Thanks for this comment. I'm only nominally familiar with Asperger syndrome,
but from what you say here it does sound consistent with Liam's behavior.

As time has progressed since this incident occurred, I have adopted various
opinions about Liam's psychological profile. As I said in my article, at first
it was necessary for me to believe he had some sort of disorder in order to
forgive him. At other times, I needed to completely ignore it. Giving any
thought to it felt like an attempt to excuse or justify his actions, and I
needed someone to say "It doesn't matter. What he did is still wrong." Now I
have enough emotional distance from it where I'm interested in what happened
from an academic point of view. If Liam is suffering from an undiagnosed and
untreated medical condition that could provide even a partial explanation for
why he behaved as he did, I'm interested in that.

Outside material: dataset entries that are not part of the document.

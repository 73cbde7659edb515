use chrono::Utc;
use metahost_core::{Instance, InstanceType, Subject};
use std::sync::Arc;
use tracing::debug;

use crate::features::instance_management::repo::InstanceDirectory;
use crate::features::observability::service::ObservabilityService;
use crate::features::type_registry::service::TypeRegistry;
use crate::shared::error::ManagerResult;

/// Folds worker reports into the type registry and the instance directory.
pub struct DirectorySyncService {
    registry: Arc<TypeRegistry>,
    directory: InstanceDirectory,
    observability: Arc<ObservabilityService>,
    reject_stale_reports: bool,
}

impl DirectorySyncService {
    pub fn new(
        registry: Arc<TypeRegistry>,
        directory: InstanceDirectory,
        observability: Arc<ObservabilityService>,
    ) -> Self {
        Self {
            registry,
            directory,
            observability,
            reject_stale_reports: false,
        }
    }

    /// Drop `instance_info` reports older than the stored record instead of
    /// overwriting it.
    pub fn with_stale_report_guard(mut self, enabled: bool) -> Self {
        self.reject_stale_reports = enabled;
        self
    }

    pub async fn register_type(&self, descriptor: InstanceType) -> ManagerResult<bool> {
        let registered = self.registry.register(descriptor).await?;
        if registered {
            self.observability.record_report(Subject::InstanceType);
            let known = self.registry.get_all().await?.len();
            self.observability.set_known_types(known);
        }
        Ok(registered)
    }

    /// Upsert a reported instance, stamping `last_info`. Returns `false` when
    /// the stale guard dropped the report.
    pub async fn apply_instance_report(&self, mut instance: Instance) -> ManagerResult<bool> {
        if self.reject_stale_reports {
            if let Some(current) = self.directory.get(&instance.id).await? {
                if instance.ts < current.ts {
                    debug!(
                        instance_id = %instance.id,
                        reported_ts = %instance.ts,
                        stored_ts = %current.ts,
                        "Dropping stale instance report"
                    );
                    self.observability.record_dropped("stale_report");
                    return Ok(false);
                }
            }
        }

        instance.last_info = Some(Utc::now());
        debug!(instance_id = %instance.id, status = ?instance.status, "Applying instance report");
        self.directory.upsert(instance).await?;
        self.observability.record_report(Subject::InstanceInfo);
        Ok(true)
    }
}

In Liam's specific case I do feel like male privilege, entitlement, and
outright chauvinism played a role (I say this because of the blog post he
wrote and other chauvinistic behaviors I witnessed). It may be possible that
these character traits were born out of male privilege + Aspergers.

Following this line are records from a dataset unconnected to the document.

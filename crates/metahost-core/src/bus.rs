use async_trait::async_trait;
use std::sync::Arc;

use crate::message::Message;
use crate::Result;

/// Receives raw payloads delivered on a subscribed channel.
///
/// Handlers are invoked at least once per message, in no guaranteed order
/// across channels, and must tolerate redelivery.
#[async_trait]
pub trait MessageHandler: Send + Sync {
    async fn handle(&self, payload: &[u8]);
}

/// Publish/subscribe transport. Timeouts and retries belong to the
/// implementation; callers treat a failed send as a local error.
#[async_trait]
pub trait MessageBus: Send + Sync {
    async fn send_raw(&self, channel: &str, payload: Vec<u8>) -> Result<()>;

    async fn subscribe(&self, channel: &str, handler: Arc<dyn MessageHandler>) -> Result<()>;

    async fn send(&self, channel: &str, message: &Message) -> Result<()> {
        let payload = message.encode()?;
        self.send_raw(channel, payload).await
    }
}
pub mod service;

I am sorry that you went undiagnosed and treated for so long, and that you
were bullied. Craving and needing human connections but largely being unable
to attain them sounds like hell on earth to me. Especially when you don't know
how to acquire those skills on your own and you aren't getting the help you
need because no one understands the problem. I am quite sure I cannot begin to
fathom the misery and despair you must have felt.

I'm very glad to hear you're doing better now.